--- INPUT DATA ---

//! Cross-crate integration tests for the concrete scenarios described
//! in the project's testable-properties catalog: a full `analyze()`
//! run over a virtual filesystem, exercised only through the public
//! `vdl-analysis` API.

use std::collections::HashMap;
use std::path::{Path, PathBuf};
use std::sync::Mutex;

use vdl_fs::{FileSystem, ReadError};

struct FakeFs(Mutex<HashMap<PathBuf, String>>);

impl FakeFs {
    fn new(files: &[(&str, &str)]) -> Self {
        let mut map = HashMap::new();
        for (path, contents) in files {
            map.insert(PathBuf::from(*path), contents.to_string());
        }
        Self(Mutex::new(map))
    }
}

impl FileSystem for FakeFs {
    fn read(&self, path: &Path) -> Result<String, ReadError> {
        self.0
            .lock()
            .unwrap()
            .get(path)
            .cloned()
            .ok_or_else(|| ReadError::NotFound(path.to_path_buf()))
    }
}

#[test]
fn simple_include_has_no_diagnostics_and_links_the_spread() {
    let fs = FakeFs::new(&[
        (
            "/main.vdl",
            "include \"./models.vdl\"\ntype User {\n  ...BaseEntity\n  name: string\n}",
        ),
        ("/models.vdl", "type BaseEntity { id: string }"),
    ]);
    let (program, diags) = vdl_analysis::analyze(&fs, Path::new("/main.vdl"));
    assert!(diags.is_empty());
    assert!(program.types.contains_key("User"));
    assert!(program.types.contains_key("BaseEntity"));
    assert_eq!(program.types["User"].spreads[0].name, "BaseEntity");
    assert_eq!(program.files.len(), 2);
}

#[test]
fn circular_include_reports_e002_but_still_returns_a_program() {
    let fs = FakeFs::new(&[("/a.vdl", "include \"./b.vdl\""), ("/b.vdl", "include \"./a.vdl\"")]);
    let (program, diags) = vdl_analysis::analyze(&fs, Path::new("/a.vdl"));
    assert!(diags.iter().any(|d| d.code == vdl_diagnostic::E002_CIRCULAR_INCLUDE));
    assert!(!program.files.is_empty());
}

#[test]
fn optional_self_recursion_is_allowed() {
    let fs = FakeFs::new(&[("/test.vdl", "type Node {\n  value: string\n  children?: Node[]\n}")]);
    let (_, diags) = vdl_analysis::analyze(&fs, Path::new("/test.vdl"));
    assert!(diags.is_empty());
}

#[test]
fn required_self_recursion_is_forbidden() {
    let fs = FakeFs::new(&[("/test.vdl", "type Node { child: Node }")]);
    let (_, diags) = vdl_analysis::analyze(&fs, Path::new("/test.vdl"));
    assert_eq!(diags.len(), 1);
    assert_eq!(diags[0].code, vdl_diagnostic::E601_CIRCULAR_TYPE_DEPENDENCY);
    assert!(diags[0].message.contains("Node -> Node"));
}

#[test]
fn unresolved_field_type_suggests_the_closest_declared_name() {
    let fs = FakeFs::new(&[("/test.vdl", "type User { name: string }\ntype Profile { user: Usr }")]);
    let (_, diags) = vdl_analysis::analyze(&fs, Path::new("/test.vdl"));
    let e201 = diags.iter().find(|d| d.code == vdl_diagnostic::E201_TYPE_NOT_DECLARED).expect("E201");
    assert!(e201.message.contains("did you mean"));
    assert!(e201.message.contains("User"));
}

#[test]
fn enum_with_mixed_explicit_value_kinds_reports_e301() {
    let fs = FakeFs::new(&[("/test.vdl", "enum Status {\n  Active = 1\n  Paused = \"paused\"\n}")]);
    let (_, diags) = vdl_analysis::analyze(&fs, Path::new("/test.vdl"));
    assert!(diags.iter().any(|d| d.code == vdl_diagnostic::E301_ENUM_MIXED_TYPES));
}

#[test]
fn missing_entry_file_yields_an_empty_program_and_one_e001() {
    let fs = FakeFs::new(&[]);
    let (program, diags) = vdl_analysis::analyze(&fs, Path::new("/missing.vdl"));
    assert_eq!(diags.len(), 1);
    assert_eq!(diags[0].code, vdl_diagnostic::E001_FILE_NOT_FOUND);
    assert_eq!(program.entry_point, PathBuf::from("/missing.vdl"));
    assert!(program.files.is_empty());
}

#[test]
fn reincluding_an_already_included_file_adds_no_new_files_or_diagnostics() {
    let fs = FakeFs::new(&[
        ("/main.vdl", "include \"./a.vdl\"\ninclude \"./b.vdl\""),
        ("/a.vdl", "include \"./shared.vdl\""),
        ("/b.vdl", "include \"./shared.vdl\""),
        ("/shared.vdl", "type Shared { id: string }"),
    ]);
    let (program, diags) = vdl_analysis::analyze(&fs, Path::new("/main.vdl"));
    assert!(diags.is_empty());
    assert_eq!(program.files.len(), 4);
}

#[test]
fn every_included_path_is_present_as_a_file_key() {
    let fs = FakeFs::new(&[
        ("/main.vdl", "include \"./models.vdl\"\ntype User { name: string }"),
        ("/models.vdl", "type BaseEntity { id: string }"),
    ]);
    let (program, _) = vdl_analysis::analyze(&fs, Path::new("/main.vdl"));
    for file in program.files.values() {
        for included in &file.includes {
            assert!(program.files.contains_key(included));
        }
    }
}

#[test]
fn analyzing_the_same_symbol_table_twice_is_deterministic() {
    let fs = FakeFs::new(&[("/test.vdl", "type User { name: string }\ntype Profile { user: Usr }")]);
    let (_, first) = vdl_analysis::analyze(&fs, Path::new("/test.vdl"));
    let (_, second) = vdl_analysis::analyze(&fs, Path::new("/test.vdl"));
    let codes = |diags: &[vdl_diagnostic::Diagnostic]| diags.iter().map(|d| d.code).collect::<Vec<_>>();
    assert_eq!(codes(&first), codes(&second));
}
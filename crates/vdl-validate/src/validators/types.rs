//! Field-type resolution (§4.3.2): link `Custom` references to the type
//! or enum they name, or report `E201` with fuzzy suggestions.

use std::collections::HashSet;

use vdl_diagnostic::{fuzzy_suggestions, with_suggestion, Diagnostic, E201_TYPE_NOT_DECLARED};
use vdl_symbol::{FieldTypeInfo, FieldTypeKind, PrimitiveKind, SymbolTable};

pub fn run(table: &mut SymbolTable) -> Vec<Diagnostic> {
    let type_names: HashSet<String> = table.types.keys().cloned().collect();
    let enum_names: HashSet<String> = table.enums.keys().cloned().collect();
    let mut diags = Vec::new();

    for ty in table.types.values_mut() {
        for field in &mut ty.fields {
            check(&mut field.field_type, &type_names, &enum_names, &mut diags);
        }
    }

    diags
}

fn check(info: &mut FieldTypeInfo, type_names: &HashSet<String>, enum_names: &HashSet<String>, diags: &mut Vec<Diagnostic>) {
    match &mut info.kind {
        FieldTypeKind::Primitive(_) => {}
        FieldTypeKind::Custom {
            name,
            name_span,
            resolved_type,
            resolved_enum,
        } => {
            if type_names.contains(name.as_str()) {
                *resolved_type = Some(name.clone());
            } else if enum_names.contains(name.as_str()) {
                *resolved_enum = Some(name.clone());
            } else {
                let pool: Vec<&str> = PrimitiveKind::ALL
                    .iter()
                    .copied()
                    .chain(type_names.iter().map(String::as_str))
                    .chain(enum_names.iter().map(String::as_str))
                    .collect();
                let suggestions = fuzzy_suggestions(name, pool);
                diags.push(Diagnostic::new(
                    name_span.clone(),
                    E201_TYPE_NOT_DECLARED,
                    with_suggestion(format!("type \"{name}\" is not declared"), &suggestions),
                ));
            }
        }
        FieldTypeKind::Map(value) => check(value, type_names, enum_names, diags),
        FieldTypeKind::Object(obj) => {
            for field in &mut obj.fields {
                check(&mut field.field_type, type_names, enum_names, diags);
            }
        }
    }
}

---

_THE PROBLEM_. Report the count of lines in the entries that contain "models". Nothing else should be given.

_SOLUTION FOR THIS TASK_. 4